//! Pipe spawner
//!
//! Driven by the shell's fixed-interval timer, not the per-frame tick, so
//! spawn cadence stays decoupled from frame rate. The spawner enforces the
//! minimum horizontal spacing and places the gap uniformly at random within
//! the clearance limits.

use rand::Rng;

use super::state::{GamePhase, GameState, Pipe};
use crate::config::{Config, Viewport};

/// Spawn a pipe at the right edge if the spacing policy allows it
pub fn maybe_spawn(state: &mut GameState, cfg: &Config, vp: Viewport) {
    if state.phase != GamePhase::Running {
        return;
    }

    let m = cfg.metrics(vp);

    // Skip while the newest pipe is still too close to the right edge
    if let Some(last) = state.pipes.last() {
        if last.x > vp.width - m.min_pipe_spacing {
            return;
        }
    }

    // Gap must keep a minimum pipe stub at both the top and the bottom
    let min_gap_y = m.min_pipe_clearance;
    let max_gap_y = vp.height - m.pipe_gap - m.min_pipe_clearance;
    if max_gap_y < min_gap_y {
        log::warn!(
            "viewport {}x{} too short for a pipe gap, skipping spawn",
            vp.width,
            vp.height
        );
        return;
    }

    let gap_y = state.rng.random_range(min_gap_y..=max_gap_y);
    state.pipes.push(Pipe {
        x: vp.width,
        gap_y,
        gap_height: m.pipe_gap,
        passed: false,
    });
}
····················
**PROBLEM DETAILS:** Tell how many lines above contain the word "state". Nothing but the number is needed.

**TASK SOLUTION:** 6